What to look for: Wild garlic will have white flowers a little further into the season but by that time it’s probably past its best. It’s March and April that you’ll find the leaves green, tender, and just begging to be whipped up into a fantastic dish. The leaves are long with a centre rib and end in a point. Before you actually spot a clump it’s very likely that you’ll smell them first. Both before and after picking, the leaves have the strong scent of garlic that makes them unmistakable. Though it’s said that wild garlic leaves are similar in look to those of Lily of the Valley, there’s no chance of mistaking them. Lily of the Valley will not smell like garlic in the least.

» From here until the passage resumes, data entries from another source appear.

//! Almacén de notas con búsqueda por similitud.
//!
//! El trait `NoteStore` aísla al resto de la aplicación del backend:
//! la implementación de producción usa Neo4j como vector store y la de
//! memoria sirve de referencia determinista para los tests.

use std::collections::HashMap;
use std::sync::{Arc, RwLock};

use anyhow::{anyhow, Result};
use async_trait::async_trait;
use chrono::Utc;
use neo4rs::{query, Graph};
use tracing::info;
use uuid::Uuid;

use crate::llm::LlmManager;
use crate::models::{NoteDocument, NoteMetadata, QueryNode, ScoredNote};

const NOTE_INDEX_NAME: &str = "noteEmbeddingIndex";

/// Contrato del almacén de notas indexadas.
#[async_trait]
pub trait NoteStore: Send + Sync {
    /// Inserta o reemplaza (por id) una nota completa. La escritura es
    /// atómica por documento; no hay transacciones entre documentos.
    async fn add_or_replace(&self, doc: &NoteDocument) -> Result<()>;

    /// Devuelve las `k` notas más cercanas a la consulta, ordenadas por
    /// distancia ascendente (0 = idéntica), con texto y metadatos.
    async fn nearest(&self, query_text: &str, k: usize) -> Result<Vec<ScoredNote>>;

    /// Registro de auditoría de una consulta. Por defecto no hace nada.
    async fn log_question(&self, _question: &str, _matched: &[(String, f64)]) -> Result<()> {
        Ok(())
    }
}

/// Garantiza que el índice vectorial sobre `:Note(embedding)` exista.
pub async fn ensure_note_vector_index(graph: &Graph) -> Result<()> {
    // ¿Ya existe el índice? Usamos la sintaxis moderna SHOW VECTOR INDEXES.
    let mut cursor = graph
        .execute(
            query("SHOW VECTOR INDEXES YIELD name WHERE name = $name RETURN name")
                .param("name", NOTE_INDEX_NAME),
        )
        .await?;

    if cursor.next().await?.is_some() {
        info!("Índice vectorial '{NOTE_INDEX_NAME}' ya existe.");
        return Ok(());
    }

    // Crear índice vectorial para :Note(embedding)
    let cypher = format!(
        "\
CREATE VECTOR INDEX {index_name}
FOR (n:Note)
ON (n.embedding)
OPTIONS {{
  indexConfig: {{
    `vector.dimensions`: 1536,
    `vector.similarity_function`: 'cosine'
  }}
}}",
        index_name = NOTE_INDEX_NAME
    );

    graph.run(query(&cypher)).await?;
    info!("Índice vectorial '{NOTE_INDEX_NAME}' creado.");

    Ok(())
}

/// Implementación de producción sobre Neo4j. Los embeddings se calculan a
/// través del gestor de LLMs tanto al indexar como al consultar.
pub struct Neo4jNoteStore {
    graph: Arc<Graph>,
    llm: LlmManager,
}

impl Neo4jNoteStore {
    pub fn new(graph: Arc<Graph>, llm: LlmManager) -> Self {
        Self { graph, llm }
    }
}

#[async_trait]
impl NoteStore for Neo4jNoteStore {
    async fn add_or_replace(&self, doc: &NoteDocument) -> Result<()> {
        let mut vectors = self.llm.embed_texts(&[doc.text.clone()]).await?;
        let embedding = vectors
            .pop()
            .ok_or_else(|| anyhow!("No se pudo generar el embedding de la nota {}", doc.id))?;

        // MERGE sobre el id único: la última escritura gana.
        let m = &doc.metadata;
        self.graph
            .run(
                query(
                    "MERGE (n:Note {id: $id})
                     SET n.text = $text, n.embedding = $embedding,
                         n.source = $source, n.patient_name = $patient_name,
                         n.age = $age, n.gender = $gender,
                         n.doctor = $doctor, n.hospital = $hospital,
                         n.date = $date, n.diagnosis = $diagnosis,
                         n.treatments = $treatments",
                )
                .param("id", doc.id.clone())
                .param("text", doc.text.clone())
                .param("embedding", embedding)
                .param("source", m.source.clone())
                .param("patient_name", m.patient_name.clone())
                .param("age", m.age.clone())
                .param("gender", m.gender.clone())
                .param("doctor", m.doctor.clone())
                .param("hospital", m.hospital.clone())
                .param("date", m.date.clone())
                .param("diagnosis", m.diagnosis.clone())
                .param("treatments", m.treatments.clone()),
            )
            .await?;

        Ok(())
    }

    async fn nearest(&self, query_text: &str, k: usize) -> Result<Vec<ScoredNote>> {
        // 1) Embedding de la consulta
        let mut vectors = self.llm.embed_texts(&[query_text.to_string()]).await?;
        let query_vec = vectors
            .pop()
            .ok_or_else(|| anyhow!("No se pudo generar embedding de la consulta"))?;

        // 2) Vector search en Neo4j
        let mut cursor = self
            .graph
            .execute(
                query(
                    "CALL db.index.vector.queryNodes($index_name, $k, $embedding)
                     YIELD node, score
                     RETURN node.id AS id, score, node.text AS text,
                            node.source AS source, node.patient_name AS patient_name,
                            node.age AS age, node.gender AS gender,
                            node.doctor AS doctor, node.hospital AS hospital,
                            node.date AS date, node.diagnosis AS diagnosis,
                            node.treatments AS treatments
                     ORDER BY score DESC",
                )
                .param("index_name", NOTE_INDEX_NAME)
                .param("k", k as i64)
                .param("embedding", query_vec),
            )
            .await?;

        // 3) Convertir filas a ScoredNote con distancia ascendente
        let mut output = Vec::new();
        while let Some(row) = cursor.next().await? {
            let id: String = row
                .get("id")
                .ok_or_else(|| anyhow!("Falta campo 'id' en resultado de Neo4j"))?;
            let score: f64 = row
                .get("score")
                .ok_or_else(|| anyhow!("Falta campo 'score' en resultado de Neo4j"))?;
            let text: String = row.get("text").unwrap_or_default();

            let metadata = NoteMetadata {
                source: row.get("source").unwrap_or_default(),
                patient_name: row.get("patient_name").unwrap_or_default(),
                age: row.get("age").unwrap_or_default(),
                gender: row.get("gender").unwrap_or_default(),
                doctor: row.get("doctor").unwrap_or_default(),
                hospital: row.get("hospital").unwrap_or_default(),
                date: row.get("date").unwrap_or_default(),
                diagnosis: row.get("diagnosis").unwrap_or_default(),
                treatments: row.get("treatments").unwrap_or_default(),
            };

            // El índice coseno devuelve similitud en [0, 1]; el resto del
            // código trabaja con distancias ascendentes.
            output.push(ScoredNote {
                id,
                distance: (1.0 - score).max(0.0),
                text,
                metadata,
            });
        }

        Ok(output)
    }

    async fn log_question(&self, question: &str, matched: &[(String, f64)]) -> Result<()> {
        let node = QueryNode {
            id: Uuid::new_v4().to_string(),
            question: question.to_string(),
            created_at: Utc::now().to_rfc3339(),
        };

        // Crear nodo :Query
        self.graph
            .run(
                query("MERGE (q:Query {id: $id}) SET q.question = $question, q.created_at = datetime($created_at)")
                    .param("id", node.id.clone())
                    .param("question", node.question.clone())
                    .param("created_at", node.created_at.clone()),
            )
            .await?;

        // Crear relaciones :MATCHED_NOTE con la similitud de cada acierto
        for (note_id, score) in matched {
            self.graph
                .run(
                    query(
                        "MATCH (q:Query {id: $qid}), (n:Note {id: $nid})
                         MERGE (q)-[r:MATCHED_NOTE]->(n) SET r.score = $score",
                    )
                    .param("qid", node.id.clone())
                    .param("nid", note_id.clone())
                    .param("score", *score),
                )
                .await?;
        }

        Ok(())
    }
}

/// Implementación en memoria con ranking determinista por coseno sobre
/// frecuencias de términos. Pensada para tests y entornos sin Neo4j.
#[derive(Default)]
pub struct InMemoryNoteStore {
    notes: RwLock<HashMap<String, NoteDocument>>,
}

impl InMemoryNoteStore {
    pub fn new() -> Self {
        Self::default()
    }
}

fn term_counts(text: &str) -> HashMap<String, f64> {
    let mut counts = HashMap::new();
    for token in text.to_lowercase().split(|c: char| !c.is_alphanumeric()) {
        if token.is_empty() {
            continue;
        }
        *counts.entry(token.to_string()).or_insert(0.0) += 1.0;
    }
    counts
}

fn cosine_similarity(a: &HashMap<String, f64>, b: &HashMap<String, f64>) -> f64 {
    let dot: f64 = a
        .iter()
        .filter_map(|(term, va)| b.get(term).map(|vb| va * vb))
        .sum();
    let norm = |m: &HashMap<String, f64>| m.values().map(|v| v * v).sum::<f64>().sqrt();
    let (na, nb) = (norm(a), norm(b));
    if na == 0.0 || nb == 0.0 {
        return 0.0;
    }
    dot / (na * nb)
}

#[async_trait]
impl NoteStore for InMemoryNoteStore {
    async fn add_or_replace(&self, doc: &NoteDocument) -> Result<()> {
        let mut notes = self
            .notes
            .write()
            .map_err(|_| anyhow!("Lock del almacén en memoria envenenado"))?;
        notes.insert(doc.id.clone(), doc.clone());
        Ok(())
    }

    async fn nearest(&self, query_text: &str, k: usize) -> Result<Vec<ScoredNote>> {
        let query_terms = term_counts(query_text);
        let notes = self
            .notes
            .read()
            .map_err(|_| anyhow!("Lock del almacén en memoria envenenado"))?;

        let mut scored: Vec<ScoredNote> = notes
            .values()
            .map(|doc| ScoredNote {
                id: doc.id.clone(),
                distance: 1.0 - cosine_similarity(&query_terms, &term_counts(&doc.text)),
                text: doc.text.clone(),
                metadata: doc.metadata.clone(),
            })
            .collect();

        // Orden estable: distancia ascendente y, a igualdad, por id.
        scored.sort_by(|a, b| {
            a.distance
                .partial_cmp(&b.distance)
                .unwrap_or(std::cmp::Ordering::Equal)
                .then_with(|| a.id.cmp(&b.id))
        });
        scored.truncate(k);
        Ok(scored)
    }
}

Where to look: Wild garlic loves shady, moist places such as woodlands with a stream or pond nearby. If you know a place where bluebells grow, then try looking there first since they prefer the same growing conditions. I find that here on the Isle of Man, wild garlic likes to grow on overgrown walls such as in the above photo. This is really handy since it means that you can forage for leaves without any worry about them being below dog pee level. Still, if you find a patch on flat ground, go for it, making sure that the leaves you select are well away from any footpaths.